> What the task asks
From the first line to the last, please write out the data exactly.

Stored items
++++
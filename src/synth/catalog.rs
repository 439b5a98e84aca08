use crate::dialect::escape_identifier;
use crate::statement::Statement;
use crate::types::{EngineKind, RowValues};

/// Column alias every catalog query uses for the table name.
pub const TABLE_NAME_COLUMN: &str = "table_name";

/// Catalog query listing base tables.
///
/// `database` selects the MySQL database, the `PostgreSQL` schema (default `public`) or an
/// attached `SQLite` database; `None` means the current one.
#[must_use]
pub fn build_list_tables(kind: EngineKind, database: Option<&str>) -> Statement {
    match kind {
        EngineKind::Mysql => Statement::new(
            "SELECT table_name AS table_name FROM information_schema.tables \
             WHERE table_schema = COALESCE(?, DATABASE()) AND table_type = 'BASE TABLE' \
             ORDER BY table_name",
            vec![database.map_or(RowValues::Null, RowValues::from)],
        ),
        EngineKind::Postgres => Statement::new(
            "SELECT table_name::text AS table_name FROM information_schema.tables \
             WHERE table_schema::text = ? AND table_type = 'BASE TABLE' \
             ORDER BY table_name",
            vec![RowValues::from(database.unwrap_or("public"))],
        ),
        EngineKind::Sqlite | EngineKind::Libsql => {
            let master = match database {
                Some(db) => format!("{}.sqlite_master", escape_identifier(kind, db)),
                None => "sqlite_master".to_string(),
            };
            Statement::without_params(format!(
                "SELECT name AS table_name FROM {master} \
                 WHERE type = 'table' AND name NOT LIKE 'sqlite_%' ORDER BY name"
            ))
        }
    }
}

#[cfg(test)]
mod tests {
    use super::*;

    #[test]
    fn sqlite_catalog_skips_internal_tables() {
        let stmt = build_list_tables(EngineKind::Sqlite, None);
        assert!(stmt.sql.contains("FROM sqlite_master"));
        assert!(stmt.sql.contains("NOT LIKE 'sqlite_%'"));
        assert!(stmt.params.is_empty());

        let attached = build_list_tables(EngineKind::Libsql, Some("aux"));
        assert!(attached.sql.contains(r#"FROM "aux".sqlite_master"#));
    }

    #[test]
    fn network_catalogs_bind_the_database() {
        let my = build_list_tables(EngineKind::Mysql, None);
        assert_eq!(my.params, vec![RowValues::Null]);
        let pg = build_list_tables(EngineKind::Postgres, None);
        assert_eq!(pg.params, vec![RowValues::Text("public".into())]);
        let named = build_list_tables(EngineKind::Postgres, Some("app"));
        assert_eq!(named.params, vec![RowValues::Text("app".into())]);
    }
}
++++
> Solution for this exercise
filename src/synth/catalog.rs
repository 439b5a98e84aca08
use crate::dialect::escape_identifier;
use crate::statement::Statement;
use crate::types::{EngineKind, RowValues};

/// Column alias every catalog query uses for the table name.
pub const TABLE_NAME_COLUMN: &str = "table_name";

/// Catalog query listing base tables.
///
/// `database` selects the MySQL database, the `PostgreSQL` schema (default `public`) or an
/// attached `SQLite` database; `None` means the current one.
#[must_use]
pub fn build_list_tables(kind: EngineKind, database: Option<&str>) -> Statement {
    match kind {
        EngineKind::Mysql => Statement::new(
            "SELECT table_name AS table_name FROM information_schema.tables \
             WHERE table_schema = COALESCE(?, DATABASE()) AND table_type = 'BASE TABLE' \
             ORDER BY table_name",
            vec![database.map_or(RowValues::Null, RowValues::from)],
        ),
        EngineKind::Postgres => Statement::new(
            "SELECT table_name::text AS table_name FROM information_schema.tables \
             WHERE table_schema::text = ? AND table_type = 'BASE TABLE' \
             ORDER BY table_name",
            vec![RowValues::from(database.unwrap_or("public"))],
        ),
        EngineKind::Sqlite | EngineKind::Libsql => {
            let master = match database {
                Some(db) => format!("{}.sqlite_master", escape_identifier(kind, db)),
                None => "sqlite_master".to_string(),
            };
            Statement::without_params(format!(
                "SELECT name AS table_name FROM {master} \
                 WHERE type = 'table' AND name NOT LIKE 'sqlite_%' ORDER BY name"
            ))
        }
    }
}

#[cfg(test)]
mod tests {
    use super::*;

    #[test]
    fn sqlite_catalog_skips_internal_tables() {
        let stmt = build_list_tables(EngineKind::Sqlite, None);
        assert!(stmt.sql.contains("FROM sqlite_master"));
        assert!(stmt.sql.contains("NOT LIKE 'sqlite_%'"));
        assert!(stmt.params.is_empty());

        let attached = build_list_tables(EngineKind::Libsql, Some("aux"));
        assert!(attached.sql.contains(r#"FROM "aux".sqlite_master"#));
    }

    #[test]
    fn network_catalogs_bind_the_database() {
        let my = build_list_tables(EngineKind::Mysql, None);
        assert_eq!(my.params, vec![RowValues::Null]);
        let pg = build_list_tables(EngineKind::Postgres, None);
        assert_eq!(pg.params, vec![RowValues::Text("public".into())]);
        let named = build_list_tables(EngineKind::Postgres, Some("app"));
        assert_eq!(named.params, vec![RowValues::Text("app".into())]);
    }
}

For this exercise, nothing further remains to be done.